I want to thank you for helping me so far this morning. You are always looking out for me, and you never put me in a situation that I cannot handle. You are helping me to face difficult situations with grace, honesty, and dignity.

I have made some big mistakes at my job, mistakes that will affect my career. I have sinned against you, my manager, and others. I am sorry. I haven't taken my work very seriously, and it shows. I've even been told about my behaviour, and yet I haven't changed very much.

Now things are coming to a head, and my position here and possibly with my company is tenuous.

Lord, please change my heart. I have seen this in my character often but have not done much to change it. When I've started a new project, I've said to myself, on this one, I'll be better. Yet I've gone into my old habits.

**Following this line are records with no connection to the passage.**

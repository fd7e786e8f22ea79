//! Helpers shared by overlays drawn on top of a page.

use ratatui::buffer::Buffer;
use ratatui::layout::Rect;
use ratatui::style::Style;

use crate::theme::palette;

/// Center a fixed-size rect within an area, clamped to the area.
pub fn centered_rect(width: u16, height: u16, area: Rect) -> Rect {
    let w = width.min(area.width);
    let h = height.min(area.height);
    let x = area.x + (area.width.saturating_sub(w)) / 2;
    let y = area.y + (area.height.saturating_sub(h)) / 2;
    Rect::new(x, y, w, h)
}

/// Mute every cell in `area` so an overlay stands out.
pub fn dim_background(buf: &mut Buffer, area: Rect) {
    let dim_style = Style::default()
        .fg(palette::TEXT_MUTED)
        .bg(palette::DEEPEST_BG);

    let y_end = area.y.saturating_add(area.height);
    let x_end = area.x.saturating_add(area.width);
    for y in area.y..y_end {
        for x in area.x..x_end {
            if let Some(cell) = buf.cell_mut((x, y)) {
                cell.set_style(dim_style);
            }
        }
    }
}

#[cfg(test)]
mod tests {
    use super::*;

    #[test]
    fn test_centered_rect() {
        let rect = centered_rect(40, 10, Rect::new(0, 0, 80, 24));
        assert_eq!(rect, Rect::new(20, 7, 40, 10));
    }

    #[test]
    fn test_centered_rect_clamps_to_area() {
        let area = Rect::new(5, 5, 30, 8);
        assert_eq!(centered_rect(60, 20, area), area);
    }

    #[test]
    fn test_dim_background_applies_muted_style() {
        let area = Rect::new(0, 0, 4, 2);
        let mut buf = Buffer::empty(area);
        dim_background(&mut buf, area);
        assert_eq!(buf[(3, 1)].fg, palette::TEXT_MUTED);
        assert_eq!(buf[(0, 0)].bg, palette::DEEPEST_BG);
    }
}
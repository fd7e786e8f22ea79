//! Crypto Academy Library
//!
//! A terminal browser for a cryptocurrency learning catalog: the module
//! detail page, sequential navigation and a headless JSON mode.

pub mod headless;

use std::path::Path;

use academy_app::config::Settings;
use academy_app::state::AppState;
use academy_app::Route;
use academy_core::prelude::*;
use academy_core::Catalog;

pub use headless::{list_modules, run_headless};

/// Pick the catalog: an explicit path wins over the settings file, and
/// with neither the embedded dataset is used
pub fn load_catalog(override_path: Option<&Path>, settings: &Settings) -> Result<Catalog> {
    let path = override_path
        .map(Path::to_path_buf)
        .or_else(|| settings.catalog.custom_path());

    match path {
        Some(path) => {
            info!("Loading catalog from {}", path.display());
            Catalog::load(&path)
        }
        None => {
            debug!("Using embedded catalog");
            Catalog::embedded()
        }
    }
}

/// Run the interactive TUI starting at `route`
pub async fn run_tui(catalog: Catalog, settings: Settings, route: Route) -> Result<()> {
    info!("═══════════════════════════════════════════════════════");
    info!("Crypto Academy starting at {}", route);
    info!("═══════════════════════════════════════════════════════");

    let mut state = AppState::new(catalog, settings).with_route(route);
    let result = academy_tui::run(&mut state).await;

    if let Err(ref e) = result {
        error!("Application error: {:?}", e);
    }

    info!("Crypto Academy exiting");
    result
}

I need help staying focused, Lord. Even at work, I have many things going through my mind. I sometimes get anxious that I'll forget the important stuff.

I've been foolish, and I've not been a good example of a spiritual professional. I am unorganized, scatterbrained, forgetful.

But I thank you for your blood, Jesus, because by it, I can be clean. I am made new in your sight, and you forgive the guilt of my sin. Your love for me has always been deeper than anything I can imagine, and it's been constant. Your blood, Jesus, continues to purify me.

Lord, I don't understand my behaviour. Help me to manage the weaknesses and accentuate my strengths. I need your help in focusing on the positive aspects of my ADHD, and at the same time doing well with what you've given me, being responsible.

I don't know what all is going to happen today. I want to expect the best, while being prepared for the worst.

Your love keeps me going. Without you, I certainly could not live. I don't see how I ever lived my life without you. Thank you for your constant presence.